Great question, Kyle, and I’m happy to share my perspective, with the caveat that my studies of the third plane are very extensive and my practical experience is quite limited. To be honest, it’s a little intimidating to be writing this on a thread in which Dr. Betsy Coe is participating, because so much of my own work has been informed by hers.

A little bit of context first, since I see you have the NAMTA training and am not sure if you know how the AMS is structurally different in terms of the actual curriculum… The curriculum used most widely in AMS centers was created by Dr. Coe and is laid out in three streams: natural world, social world and personal world – all the academic subjects are given within the first two streams in as integrated a way as possible.
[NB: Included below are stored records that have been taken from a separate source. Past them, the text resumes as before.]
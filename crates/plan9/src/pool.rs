//! Tag and fid number allocators.
//!
//! Both pools hand out the smallest free number, growing only when nothing
//! below the high-water mark is free. The reserved value (`NOTAG`/`NOFID`)
//! is never handed out.

use std::collections::BTreeSet;

use crate::{
    error::Error,
    fcall::{NOFID, NOTAG},
    utils::Result,
};

/// A protocol-visible number managed by an [`IdPool`].
pub trait PoolId: Copy + Ord + std::fmt::Debug {
    /// Never allocated.
    const RESERVED: Self;
    const ZERO: Self;
    /// What running out of these is called in errors.
    const NAME: &'static str;

    fn succ(self) -> Self;
    fn pred(self) -> Self;
}

macro_rules! pool_id {
    ($typ:ty, $reserved:expr, $name:expr) => {
        impl PoolId for $typ {
            const RESERVED: Self = $reserved;
            const ZERO: Self = 0;
            const NAME: &'static str = $name;

            fn succ(self) -> Self {
                self + 1
            }

            fn pred(self) -> Self {
                self - 1
            }
        }
    };
}

pool_id!(u16, NOTAG, "tags");
pool_id!(u32, NOFID, "fids");

#[derive(Debug)]
pub struct IdPool<T> {
    /// Everything at or above `next` is unallocated.
    next: T,
    /// Freed numbers below `next`.
    free: BTreeSet<T>,
    used: usize,
}

impl<T: PoolId> Default for IdPool<T> {
    fn default() -> Self {
        Self::new()
    }
}

impl<T: PoolId> IdPool<T> {
    pub fn new() -> IdPool<T> {
        IdPool {
            next: T::ZERO,
            free: BTreeSet::new(),
            used: 0,
        }
    }

    pub fn alloc(&mut self) -> Result<T> {
        let id = match self.free.pop_first() {
            Some(id) => id,
            None if self.next == T::RESERVED => return Err(Error::Exhausted(T::NAME)),
            None => {
                let id = self.next;
                self.next = id.succ();
                id
            }
        };
        self.used += 1;
        Ok(id)
    }

    /// Return `id` to the pool. Freeing a number that is not allocated is a no-op.
    pub fn free(&mut self, id: T) {
        if id >= self.next || self.free.contains(&id) {
            log::warn!("free of unallocated {} {:?}", T::NAME, id);
            return;
        }
        self.used -= 1;
        if id.succ() != self.next {
            self.free.insert(id);
            return;
        }

        // Shrink the high-water mark past any trailing free numbers.
        self.next = id;
        while self.next != T::ZERO {
            let below = self.next.pred();
            if !self.free.remove(&below) {
                break;
            }
            self.next = below;
        }
    }

    pub fn in_use(&self) -> usize {
        self.used
    }
}

#[cfg(test)]
mod tests {
    use super::*;

    #[test]
    fn allocates_smallest_unused() {
        let mut pool = IdPool::<u16>::new();
        let ids: Vec<u16> = (0..4).map(|_| pool.alloc().unwrap()).collect();
        assert_eq!(ids, vec![0, 1, 2, 3]);

        pool.free(1);
        pool.free(2);
        assert_eq!(pool.alloc().unwrap(), 1);
        assert_eq!(pool.alloc().unwrap(), 2);
        assert_eq!(pool.alloc().unwrap(), 4);
        assert_eq!(pool.in_use(), 5);
    }

    #[test]
    fn freeing_the_top_shrinks() {
        let mut pool = IdPool::<u32>::new();
        for _ in 0..3 {
            pool.alloc().unwrap();
        }
        pool.free(1);
        pool.free(2);
        assert_eq!(pool.in_use(), 1);
        assert_eq!(pool.alloc().unwrap(), 1);
        pool.free(1);
        pool.free(0);
        assert_eq!(pool.in_use(), 0);
        assert_eq!(pool.alloc().unwrap(), 0);
    }

    #[test]
    fn double_free_is_ignored() {
        let mut pool = IdPool::<u16>::new();
        let a = pool.alloc().unwrap();
        let b = pool.alloc().unwrap();
        pool.free(a);
        pool.free(a);
        pool.free(42);
        assert_eq!(pool.alloc().unwrap(), a);
        assert_ne!(pool.alloc().unwrap(), b);
    }

    #[test]
    fn notag_is_never_allocated() {
        let mut pool = IdPool::<u16>::new();
        for expect in 0..NOTAG {
            assert_eq!(pool.alloc().unwrap(), expect);
        }
        assert!(matches!(pool.alloc(), Err(Error::Exhausted("tags"))));

        pool.free(77);
        assert_eq!(pool.alloc().unwrap(), 77);
        assert!(matches!(pool.alloc(), Err(Error::Exhausted(_))));
    }
}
The Personal World is all about the development of identity, reflection, the creation of our stories, our social being, and really when you get down to it, the work of Valorization. When I created the program for our Middle School, I included studies in child development, loads of journalling, and what is called Solo Time – I don’t know if this in an AMS-wide concept, or one specific to the CMStep training. 
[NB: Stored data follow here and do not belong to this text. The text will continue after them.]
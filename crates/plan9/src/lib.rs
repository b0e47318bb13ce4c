#![forbid(unsafe_code)]
//! Asynchronous 9P2000 client library for Rust.
//!
//! This crate speaks the Plan 9 file protocol over any tokio byte stream:
//! it negotiates a session, multiplexes concurrent requests by tag, and
//! manages the fids the server hands out.
//!
//! # Overview
//!
//! - [`Conn`] owns the stream. Requests from any number of tasks travel
//!   over it at once; a single receive loop routes each reply to the task
//!   waiting on its tag.
//! - [`Fid`] is a handle on one server fid: walk, open, create, read,
//!   write, stat, wstat, clunk, remove.
//! - [`Fsys`] wraps the root fid of an attached tree and works by path name.
//!
//! # Example
//!
//! ```no_run
//! use plan9::{dial::dial_addr, OREAD};
//!
//! #[tokio::main]
//! async fn main() -> plan9::Result<()> {
//!     let conn = dial_addr("tcp!localhost!564").await?;
//!     let fsys = conn.attach(None, "glenda", "").await?;
//!
//!     let mut fid = fsys.open("/lib/motd", OREAD).await?;
//!     let mut buf = Vec::new();
//!     fid.read_to_end(&mut buf).await?;
//!     fid.close().await?;
//!
//!     print!("{}", String::from_utf8_lossy(&buf));
//!     fsys.close().await
//! }
//! ```
//!
//! # Cancellation
//!
//! There are no timeouts. [`Conn::rpc_until`] races a request against any
//! future and, if the future wins, flushes the request with `Tflush` and
//! waits for `Rflush`. A request whose future is simply dropped is flushed
//! in the background; its tag is not reused until the flush completes.
//!
//! # Errors
//!
//! `Rerror` replies surface as [`Error::Remote`] and leave the connection
//! usable. A transport failure or an undecodable reply hangs up the
//! connection: every waiting request fails with [`Error::Hungup`], exactly
//! once, and so does every later one.
pub mod conn;
pub mod dial;
pub mod error;
pub mod fcall;
pub mod fid;
pub mod fsys;
pub mod pool;
pub mod serialize;
#[macro_use]
pub mod utils;

pub use crate::conn::{Config, Conn};
pub use crate::error::Error;
pub use crate::fcall::*;
pub use crate::fid::Fid;
pub use crate::fsys::Fsys;
pub use crate::utils::Result;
Solo Time is what you’re asking about. It consists of a 30 minute period of silent, non-academic, non-electronic activity. We light a candle, turn the lights down, and put out puzzles, mazes, colouring sheets, magnets, knitting… students are welcome to walk, meditate, do yoga… anything that puts them in a mindful state as well as a state of flow – it is the two together that create the most powerful experience. It is important that it be done as a group – it is an extension of the silence game – it reinforces the idea that as a group, we can create peace, and that it takes all of us – we all have a place and space in the group. There is a story we read at the beginning of the year to introduce the concept, and if needed, again throughout. We start with a shorter time period and build up to 30 minutes. It was a big shock for me when at the third Solo Time of the year, my students asked to keep going. It is important that the teachers also participate, as we are part of the community, and as who we are is the biggest lesson we give. I had very few students for a very short period of time, so I never got to quite experiment enough with how many times a week would have been optimal in my environment. I know of schools that do it once, twice, or three times a week. Very few do it daily – it’s just too hard to get it in there with everything else we have to do. I’ve seen it done in a large public school classroom, and it was just astounding how easily the students had learned to slip into it.
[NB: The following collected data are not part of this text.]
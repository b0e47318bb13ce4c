//! Error taxonomy of the client.
//!
//! Codec and allocator failures are returned to the immediate caller.
//! Failures of the connection itself ([`Error::Hungup`]) are broadcast to
//! every request that was waiting on it.

use std::io;

use thiserror::Error;

use crate::fcall::MsgType;

#[derive(Debug, Error)]
pub enum Error {
    /// Malformed or oversized frame, string too long, too many walk elements,
    /// length prefix mismatch.
    #[error("protocol error: {0}")]
    Protocol(String),

    /// The server answered with `Rerror`.
    #[error("{0}")]
    Remote(String),

    /// Read or write failure on the underlying stream.
    #[error("i/o error: {0}")]
    Io(#[from] io::Error),

    /// The connection is dead; every outstanding and future request fails with this.
    #[error("connection hung up: {0}")]
    Hungup(String),

    /// No free tag or fid number.
    #[error("out of {0}")]
    Exhausted(&'static str),

    /// The request was cancelled with `Tflush` before any reply arrived.
    #[error("request flushed")]
    Flushed,

    /// A walk stopped before reaching the last element.
    #[error("file '{0}' not found")]
    NotFound(String),

    /// The reply type does not belong to the request.
    #[error("unexpected reply {got:?} to {sent:?}")]
    UnexpectedReply { sent: MsgType, got: MsgType },
}

impl Error {
    /// Whether the error leaves the connection unusable.
    pub fn is_fatal(&self) -> bool {
        matches!(self, Error::Hungup(_) | Error::Io(_))
    }
}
In addition to this, we do daily journalling – always with a prompt (which can be as vague as “explore any occurrence that stands out in your day today as being significant” or as specific as “reflect on three things that struck you about the lesson on fundamental needs”). The journalling can take place at any time during the work period, so is not necessarily done in silence.


I hope this is a little bit helpful, and am happy to clarify or expand on anything – it seems to me that what I’ve written is a bit disjointed.


Syvena, I love your ideas too. It is so important to provide lots of creative opportunities at this age, and I think we forget that sometimes, because we get caught up in the academic pressures. I also agree that what we name things is very important. Thanks for sharing your thoughts!